• Record set:

━━━━━━━━

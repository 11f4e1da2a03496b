//! Runner timing configuration

use std::time::Duration;

/// Timing for the staged analysis sequence.
///
/// `start_delay` is the deferred gap between upload acceptance and the
/// first stage; `step_delay` separates consecutive stages.
#[derive(Debug, Clone, Copy)]
pub struct RunnerConfig {
    pub start_delay: Duration,
    pub step_delay: Duration,
}

impl Default for RunnerConfig {
    fn default() -> Self {
        Self {
            start_delay: Duration::from_millis(1000),
            step_delay: Duration::from_millis(3000),
        }
    }
}

impl RunnerConfig {
    /// Read `ANALYSIS_START_DELAY_MS` / `ANALYSIS_STEP_DELAY_MS`, falling
    /// back to the defaults.
    pub fn from_env() -> Self {
        let millis = |var: &str, default: Duration| {
            std::env::var(var)
                .ok()
                .and_then(|v| v.parse::<u64>().ok())
                .map(Duration::from_millis)
                .unwrap_or(default)
        };
        let defaults = Self::default();
        Self {
            start_delay: millis("ANALYSIS_START_DELAY_MS", defaults.start_delay),
            step_delay: millis("ANALYSIS_STEP_DELAY_MS", defaults.step_delay),
        }
    }
}
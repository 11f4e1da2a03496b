//! Object storage and time-limited signed URLs
//!
//! Uploaded files live behind the [`ObjectStore`] trait; the default
//! backend writes to a local data directory. Download access goes through
//! [`UrlSigner`]: a URL carries an expiry and a SHA-256 signature over
//! `secret ‖ path ‖ expires`, so the file route can verify access without
//! any session state.

use anyhow::{Context, Result};
use async_trait::async_trait;
use chrono::{DateTime, Utc};
use serde::Serialize;
use sha2::{Digest, Sha256};
use std::path::PathBuf;
use std::time::Duration;

/// Default signed-URL lifetime: one hour.
pub const DEFAULT_URL_TTL: Duration = Duration::from_secs(3600);

#[async_trait]
pub trait ObjectStore: Send + Sync {
    /// Store `bytes` under the given storage path (upsert).
    async fn put(&self, path: &str, bytes: &[u8]) -> Result<()>;

    /// Read the object back.
    async fn read(&self, path: &str) -> Result<Vec<u8>>;

    /// Remove the object. Deleting a missing object is a no-op.
    async fn delete(&self, path: &str) -> Result<()>;
}

/// Filesystem-backed object store rooted at a data directory
pub struct FsObjectStore {
    root: PathBuf,
}

impl FsObjectStore {
    pub fn new(root: impl Into<PathBuf>) -> Self {
        Self { root: root.into() }
    }

    fn resolve(&self, path: &str) -> Result<PathBuf> {
        // Storage paths are server-generated, but the file route accepts
        // client-supplied ones; refuse traversal outright.
        if path.split('/').any(|seg| seg == "..") || path.starts_with('/') {
            anyhow::bail!("invalid storage path: {path}");
        }
        Ok(self.root.join(path))
    }
}

#[async_trait]
impl ObjectStore for FsObjectStore {
    async fn put(&self, path: &str, bytes: &[u8]) -> Result<()> {
        let full = self.resolve(path)?;
        if let Some(parent) = full.parent() {
            tokio::fs::create_dir_all(parent)
                .await
                .with_context(|| format!("creating {}", parent.display()))?;
        }
        tokio::fs::write(&full, bytes)
            .await
            .with_context(|| format!("writing {}", full.display()))
    }

    async fn read(&self, path: &str) -> Result<Vec<u8>> {
        let full = self.resolve(path)?;
        tokio::fs::read(&full)
            .await
            .with_context(|| format!("reading {}", full.display()))
    }

    async fn delete(&self, path: &str) -> Result<()> {
        let full = self.resolve(path)?;
        match tokio::fs::remove_file(&full).await {
            Ok(()) => Ok(()),
            Err(e) if e.kind() == std::io::ErrorKind::NotFound => Ok(()),
            Err(e) => Err(e).with_context(|| format!("deleting {}", full.display())),
        }
    }
}

// ── Signed URLs ───────────────────────────────────────────────────────────

/// A minted time-limited access URL
#[derive(Debug, Clone, Serialize)]
pub struct SignedUrl {
    pub url: String,
    pub expires_at: DateTime<Utc>,
}

/// Mints and verifies signed file URLs.
#[derive(Clone)]
pub struct UrlSigner {
    secret: String,
}

impl UrlSigner {
    pub fn new(secret: impl Into<String>) -> Self {
        Self {
            secret: secret.into(),
        }
    }

    fn signature(&self, path: &str, expires: i64) -> String {
        let mut hasher = Sha256::new();
        hasher.update(self.secret.as_bytes());
        hasher.update(path.as_bytes());
        hasher.update(expires.to_be_bytes());
        hex::encode(hasher.finalize())
    }

    /// Mint a URL for `path` valid for `ttl` from now.
    pub fn sign(&self, path: &str, ttl: Duration) -> SignedUrl {
        let expires_at = Utc::now() + chrono::Duration::from_std(ttl).unwrap_or(chrono::Duration::hours(1));
        let expires = expires_at.timestamp();
        let sig = self.signature(path, expires);
        SignedUrl {
            url: format!("/files/{}?expires={}&sig={}", path, expires, sig),
            expires_at,
        }
    }

    /// Check signature and expiry for a presented URL's components.
    pub fn verify(&self, path: &str, expires: i64, sig: &str) -> bool {
        if expires < Utc::now().timestamp() {
            return false;
        }
        self.signature(path, expires) == sig
    }
}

━━━━━━━━

• Work to complete: Determine how many lines of the material above contain "data", and give that number with no other words.

• Answer below: 2